A simple, efficient and economical method for isolating and culturing human umbilical cord blood‑derived mesenchymal stromal cells.

Abstract

Mesenchymal stromal cells (MSCs) hold broad therapeutic potential in various diseases, however, it is difficult to produce sufficient numbers of MSCs for clinical application, therefore, improved culture systems are required. The present study aimed to develop a novel method for isolating and culturing human umbilical cord blood‑derived mesenchymal stromal cells (hUCB‑MSCs). A sequential culture method was developed that uses two types of culture media to optimize the isolation and culture of hUCB‑MSCs. First, DMEM supplemented with mesenchymal stem cell growth supplement was used to improve the colony formation and primary culture success rates of hUCB‑MSCs. Then, after removing the heterogeneous cell population, ordinary DMEM was used from the fourth passage.
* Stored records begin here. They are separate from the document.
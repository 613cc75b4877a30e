use std::fmt::{Debug, Display, Formatter};
use std::io;
use std::net::SocketAddr;
use std::sync::Arc;

use async_trait::async_trait;
use lts_node::{Node, NodeType};

#[async_trait]
/// A live transport connection to a remote node.
///
/// The channel pool never closes or mutates a connection, it only
/// observes whether it is still usable.
pub trait Connection: Send + Sync + 'static {
    /// Probes the connection to check if it is still usable.
    ///
    /// An error is treated the same as the connection being closed.
    async fn is_alive(&self) -> io::Result<bool>;

    /// The address of the remote peer, if known.
    fn remote_addr(&self) -> Option<SocketAddr> {
        None
    }
}

#[derive(Clone)]
/// A connection to a remote node along with the node's identity, type and group.
///
/// This handle is cheap to clone.
pub struct ChannelHandle {
    identity: Arc<str>,
    node_type: NodeType,
    group: Arc<str>,
    connection: Arc<dyn Connection>,
}

impl ChannelHandle {
    /// Creates a new channel handle for the given remote node.
    pub fn new(
        identity: impl AsRef<str>,
        node_type: NodeType,
        group: impl AsRef<str>,
        connection: impl Connection,
    ) -> Self {
        Self {
            identity: Arc::from(identity.as_ref()),
            node_type,
            group: Arc::from(group.as_ref()),
            connection: Arc::new(connection),
        }
    }

    /// Creates a new channel handle for the given node.
    pub fn for_node(node: &Node, connection: impl Connection) -> Self {
        Self::new(node.identity(), node.node_type(), node.group(), connection)
    }

    #[inline]
    /// The identity of the remote node.
    pub fn identity(&self) -> &str {
        &self.identity
    }

    #[inline]
    /// The type of the remote node.
    pub fn node_type(&self) -> NodeType {
        self.node_type
    }

    #[inline]
    /// The group of the remote node.
    pub fn group(&self) -> &str {
        &self.group
    }

    #[inline]
    /// The underlying transport connection.
    pub fn connection(&self) -> &dyn Connection {
        self.connection.as_ref()
    }

    #[inline]
    /// Returns if both handles wrap the exact same connection.
    ///
    /// Two handles with the same identity are not necessarily the same channel,
    /// a node which reconnects produces a new handle with its old identity.
    pub fn same_channel(&self, other: &ChannelHandle) -> bool {
        std::ptr::eq(
            Arc::as_ptr(&self.connection) as *const (),
            Arc::as_ptr(&other.connection) as *const (),
        )
    }

    /// The node this channel connects to.
    pub fn node(&self) -> Node {
        Node::new(self.identity.as_ref(), self.node_type, self.group.as_ref())
    }
}

impl Debug for ChannelHandle {
    fn fmt(&self, f: &mut Formatter<'_>) -> std::fmt::Result {
        f.debug_struct("ChannelHandle")
            .field("identity", &self.identity)
            .field("node_type", &self.node_type)
            .field("group", &self.group)
            .field("remote_addr", &self.connection.remote_addr())
            .finish()
    }
}

impl Display for ChannelHandle {
    fn fmt(&self, f: &mut Formatter<'_>) -> std::fmt::Result {
        write!(
            f,
            "Channel(identity={}, type={}, group={}",
            self.identity, self.node_type, self.group
        )?;

        if let Some(addr) = self.connection.remote_addr() {
            write!(f, ", addr={addr}")?;
        }

        write!(f, ")")
    }
}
This method obtained hUCB‑MSCs with high culture efficiency and at a greatly reduced cost. The optimal culture conditions were determined and the hUCB‑MSCs were phenotypically characterized after passaging. Taken together, this simple, efficient and economical method can produce a large number of high‑quality hUCB‑MSCs in <1month, therefore facilitating the future clinical applications of hUCB‑MSCs.